(EXERCISE INPUT)

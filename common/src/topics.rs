use crate::types::RangeBound;

pub const REMOTE_SENSOR_DATA_SUFFIX: &str = "data";

pub const TOPIC_HOLD_TEMP: &str = "hold_temp";
pub const TOPIC_NOTIFY_TEMP_RANGE_MIN: &str = "notify_temp_range_min";
pub const TOPIC_NOTIFY_TEMP_RANGE_MAX: &str = "notify_temp_range_max";
pub const TOPIC_ASK_TEMP_RANGE: &str = "ask_temp_range";
pub const TOPIC_CONTROLLER_STATE: &str = "thermostat/state";
pub const TOPIC_RELAY: &str = "relay/0";
pub const TOPIC_SENSOR_STATUS: &str = "status";

/// Topic a remote sensor node publishes its JSON readings on.
pub fn remote_sensor_topic(sensor_name: &str) -> String {
    format!("{sensor_name}/{REMOTE_SENSOR_DATA_SUFFIX}")
}

pub fn rooted(root: &str, suffix: &str) -> String {
    format!("{root}/{suffix}")
}

pub fn range_notify_topic(root: &str, bound: RangeBound) -> String {
    match bound {
        RangeBound::Min => rooted(root, TOPIC_NOTIFY_TEMP_RANGE_MIN),
        RangeBound::Max => rooted(root, TOPIC_NOTIFY_TEMP_RANGE_MAX),
    }
}

#[cfg(test)]
mod tests {
    use super::*;

    #[test]
    fn topics_are_rooted() {
        assert_eq!(remote_sensor_topic("attic"), "attic/data");
        assert_eq!(rooted("boiler", TOPIC_HOLD_TEMP), "boiler/hold_temp");
        assert_eq!(
            range_notify_topic("boiler", RangeBound::Max),
            "boiler/notify_temp_range_max"
        );
    }
}
use thiserror::Error;

#[derive(Debug, Clone, PartialEq, Eq, Error)]
pub enum RangeError {
    #[error("range minimum {value} is outside {low}..={high}")]
    MinOutOfBounds { value: i32, low: i32, high: i32 },
    #[error("range maximum {value} is outside {low}..={high}")]
    MaxOutOfBounds { value: i32, low: i32, high: i32 },
    #[error("range minimum {min} is not below maximum {max}")]
    Inverted { min: i32, max: i32 },
}

#[derive(Debug, Error)]
pub enum PayloadError {
    #[error("malformed json payload")]
    Json(#[from] serde_json::Error),
    #[error("payload is not a json object")]
    NotAnObject,
    #[error("payload has no `{0}` member")]
    MissingField(&'static str),
    #[error("`{0}` member is not a usable number")]
    NotNumeric(&'static str),
}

(End EXERCISE INPUT)

Return a word-for-word copy of the lines above from the one holding "use super::*;" through the one holding "is not below", with both of them included and nothing besides.

RESPONSE BOX =>
    use super::*;

    #[test]
    fn topics_are_rooted() {
        assert_eq!(remote_sensor_topic("attic"), "attic/data");
        assert_eq!(rooted("boiler", TOPIC_HOLD_TEMP), "boiler/hold_temp");
        assert_eq!(
            range_notify_topic("boiler", RangeBound::Max),
            "boiler/notify_temp_range_max"
        );
    }
}
use thiserror::Error;

#[derive(Debug, Clone, PartialEq, Eq, Error)]
pub enum RangeError {
    #[error("range minimum {value} is outside {low}..={high}")]
    MinOutOfBounds { value: i32, low: i32, high: i32 },
    #[error("range maximum {value} is outside {low}..={high}")]
    MaxOutOfBounds { value: i32, low: i32, high: i32 },
    #[error("range minimum {min} is not below maximum {max}")]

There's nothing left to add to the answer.